Mike Keiser Knows Where Golf is Alive and Well. (It's not Illinois)

Mike Keiser made his fortune in Chicago, co-founding a greeting card company that was sold for nine figures. Working from offices in Chicago, he then gained his fame as a golf course developer, constructing courses in Oregon, Michigan, Canada and Australia. His newest property, Sand Valley Golf Resort, laid out on 1,500 acres in central Wisconsin, stands to be the most important course to open in the nation this year.

Keiser has never built a course in Illinois and probably never will. The landscape is too flat and dull, he says, to interest modern-day golfing connoisseurs. "Illinois means cornfields, and cornfields are not good places to be building courses," Keiser says. "Wisconsin has more interesting land."

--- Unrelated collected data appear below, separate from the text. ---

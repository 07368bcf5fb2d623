/// Time utilities shared by every module that stamps records.

/// Returns the current Unix timestamp in seconds.
pub fn now_timestamp() -> i64 {
    chrono::Utc::now().timestamp()
}

/// Returns the current Unix timestamp in milliseconds.
pub fn now_timestamp_millis() -> i64 {
    chrono::Utc::now().timestamp_millis()
}

#[cfg(test)]
mod tests {
    use super::*;

    #[test]
    fn test_now_timestamp_is_reasonable() {
        let ts = now_timestamp();
        // Should be after 2024-01-01 (1704067200)
        assert!(ts > 1704067200, "Timestamp {} is too old", ts);
        // Should be before 2100-01-01 (4102444800)
        assert!(ts < 4102444800, "Timestamp {} is too far in future", ts);
    }

    #[test]
    fn test_now_timestamp_millis_is_reasonable() {
        let ts = now_timestamp_millis();
        assert!(ts > 1704067200_000, "Timestamp {} is too old", ts);
    }
}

In Illinois, golf is dying. The 27-hole Indian Lakes Resort course in Bloomingdale shut down last fall. The money-losing Antioch Golf Club is seeking a lifeline from Lake Villa Township to stay in business just as plans are being laid to cut the similarly troubled Bonnie Dundee Golf Club in Carpentersville in half in favor of open parkland. The U.S. Open tournament hasn't been played in the state since 2003, and the U.S. Golf Association doesn't have a tournament scheduled anywhere in Illinois through at least 2026.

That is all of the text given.